Sandra ClarkGossip and Lies

Let’s be clear. Philosopher Ayn Rand would not favor a government-sponsored program to help indigent people obtain medical care. No way, no how. But she might have run screaming from Thursday’s meeting of Knox County Commission.


Because the writer of “Atlas Shrugged” and “The Fountainhead,” who defined terms like “moochers” and “looters” and valued logic, would have been stunned to hear the debate on Brad Anders’ motion to restore some $1.3 million cut by Mayor Glenn Jacobs from current-year funding for indigent medical care.

Brad Anders

Spoiler alert: The motion failed 3-8, and Jacobs’ budget was adopted as presented.

Jacobs said he had wanted to cut more from the program, which serves some 1,100 people with income of $500/month or less. “The providers were not comfortable with that,” he said, so he cut less and promised he would not offer future cuts.

John Schoonmaker, who chairs the commission’s finance committee, opined that the cut would not affect patient care. “The people still have access to healthcare. Really, this is a financial-assistance program for providers.” He likened it to the negotiations by insurance companies. “It’s not that we’re denying service, we’re just working with our providers to come up with a reasonable cost.”

Dr. Martha Buchanan, director of the county’s health department, said those providers are every hospital in town plus Cherokee Health Systems, which provides outpatient primary care and mental-health services.

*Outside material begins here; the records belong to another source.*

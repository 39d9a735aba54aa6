//! Shared types for the location subsystem.

use crate::field::FieldError;
use crate::geocoding::{Coordinates, GeocodingError};
use serde::{Deserialize, Serialize};
use thiserror::Error;

/// Anything with a latitude/longitude pair: a corner of a bounding box, the
/// other end of a distance, or a stored location.
pub trait LatLon {
    fn lat_lon(&self) -> (f64, f64);
}

impl LatLon for (f64, f64) {
    fn lat_lon(&self) -> (f64, f64) {
        *self
    }
}

impl LatLon for Coordinates {
    fn lat_lon(&self) -> (f64, f64) {
        (self.latitude, self.longitude)
    }
}

/// Dictionary view of a location's position.
#[derive(Debug, Clone, Copy, PartialEq, Default, Serialize, Deserialize)]
pub struct Coords {
    pub latitude: f64,
    pub longitude: f64,
}

impl LatLon for Coords {
    fn lat_lon(&self) -> (f64, f64) {
        (self.latitude, self.longitude)
    }
}

/// Location store errors.
#[derive(Debug, Error)]
pub enum StoreError {
    #[error("database error: {0}")]
    Sqlite(#[from] rusqlite::Error),

    #[error(transparent)]
    Geocoding(#[from] GeocodingError),

    #[error(transparent)]
    Field(#[from] FieldError),

    #[error("location {0} does not exist")]
    NotFound(i64),

    #[error("a location needs a non-empty query")]
    EmptyQuery,

    #[error("cannot create database directory {path}: {source}")]
    Directory {
        path: std::path::PathBuf,
        #[source]
        source: std::io::Error,
    },
}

“We pay the hospitals 10 percent or less of their rate and pay specialty providers, such as cardiologists, about 15 percent of their rate,” said Buchanan. “The total amount (of funding) is used every year.”

Anders said: “You can’t serve the same amount of people with less dollars.” He said indigent-care funds are used for inmates in the juvenile-justice and jail systems. “The hospitals are doing this for 10 to 15 percent of cost, and you’re wanting to cut that.”

Michele Carringer was torn. Both her husband and her daughter are physicians at UT Medical Center. In a rambling monologue, she wondered if she should vote or recuse. She mentioned the media two or three times, implying those pesky reporters were stirring this up.

“Speaking from my heart,” she said, “I would never be for denying anybody healthcare. … Physicians are making less money every day and are working longer instead of retiring.”

But Carringer sided with Jacobs, saying she trusts him. “He says he met with providers and they were fine with this.”

The motion to restore the cuts got votes from Anders, Evelyn Gill and Hugh Nystrom.

Voting no were Justin Biggs, Larsen Jay, Charles Busler, Richie Beeler, Carson Dailey, Schoonmaker, Carringer and Randy Smith.

Jacobs acknowledged that his cuts will put a strain on providers but said, “Our entire healthcare system is under strain right now. Frankly, because of too much government involvement.”

OK. So, we’ll keep the program, expect the same level of care and cut the funding. Those providers can just tighten their belts. Those doctors can pull an extra shift and the pharmacy can water down the meds.

Someplace in the woods, Ayn Rand is screaming.